* [Assignment]:
The answer must be every line of the records below that holds the word "Result".

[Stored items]
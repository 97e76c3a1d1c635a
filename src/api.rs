use std::sync::Arc;

use axum::{
    extract::State,
    http::StatusCode,
    routing::{get, post},
    Json, Router,
};
use metrics_exporter_prometheus::PrometheusHandle;
use tower_http::cors::CorsLayer;

use crate::harvester::Harvester;
use crate::ingest::aggregate::RunOptions;
use crate::ingest::daily::DailySummary;
use crate::ingest::types::JobRecord;

#[derive(Clone)]
pub struct AppState {
    pub harvester: Arc<Harvester>,
    pub metrics: Option<PrometheusHandle>,
}

impl AppState {
    pub fn new(harvester: Harvester) -> Self {
        Self {
            harvester: Arc::new(harvester),
            metrics: None,
        }
    }

    pub fn with_metrics(mut self, handle: PrometheusHandle) -> Self {
        self.metrics = Some(handle);
        self
    }
}

pub fn create_router(state: AppState) -> Router {
    let mut router = Router::new()
        .route("/health", get(|| async { "OK" }))
        .route("/jobs", post(search_jobs))
        .route("/jobs/daily", post(daily_sweep));

    if state.metrics.is_some() {
        router = router.route("/metrics", get(render_metrics));
    }

    router.layer(CorsLayer::very_permissive()).with_state(state)
}

#[derive(Debug, serde::Deserialize)]
#[serde(rename_all = "camelCase")]
struct SearchReq {
    titles: Vec<String>,
    #[serde(default)]
    today_only: Option<bool>,
    #[serde(default)]
    archive: Option<bool>,
}

async fn search_jobs(
    State(state): State<AppState>,
    Json(body): Json<SearchReq>,
) -> Result<Json<Vec<JobRecord>>, (StatusCode, String)> {
    let titles: Vec<String> = body
        .titles
        .into_iter()
        .map(|t| t.trim().to_string())
        .filter(|t| !t.is_empty())
        .collect();
    if titles.is_empty() {
        return Err((StatusCode::BAD_REQUEST, "titles must not be empty".into()));
    }

    let defaults = RunOptions::archival();
    let options = RunOptions {
        today_only: body.today_only.unwrap_or(defaults.today_only),
        archive: body.archive.unwrap_or(defaults.archive),
    };
    let records = state.harvester.run_all(&titles, options).await;
    Ok(Json(records))
}

async fn daily_sweep(State(state): State<AppState>) -> Json<DailySummary> {
    Json(state.harvester.run_daily().await)
}

async fn render_metrics(State(state): State<AppState>) -> String {
    state
        .metrics
        .as_ref()
        .map(PrometheusHandle::render)
        .unwrap_or_default()
}
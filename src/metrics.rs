use anyhow::{anyhow, Result};
use metrics_exporter_prometheus::{PrometheusBuilder, PrometheusHandle};

pub const ENV_METRICS: &str = "HARVEST_METRICS";

pub struct Metrics {
    pub handle: PrometheusHandle,
}

impl Metrics {
    /// Install the global Prometheus recorder. Fails if one is already installed.
    pub fn init() -> Result<Self> {
        // Use default buckets to avoid API differences across crate versions.
        let handle = PrometheusBuilder::new()
            .install_recorder()
            .map_err(|e| anyhow!("prometheus: install recorder: {e}"))?;
        crate::ingest::ensure_metrics_described();
        Ok(Self { handle })
    }

    /// `HARVEST_METRICS=1` turns the exporter on.
    pub fn from_env() -> Option<Self> {
        if std::env::var(ENV_METRICS).ok().as_deref() != Some("1") {
            return None;
        }
        match Self::init() {
            Ok(m) => Some(m),
            Err(e) => {
                tracing::warn!(error = %e, "metrics exporter disabled");
                None
            }
        }
    }
}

* [Exercise output]:
) -> Result<Json<Vec<JobRecord>>, (StatusCode, String)> {
use anyhow::{anyhow, Result};
    pub fn init() -> Result<Self> {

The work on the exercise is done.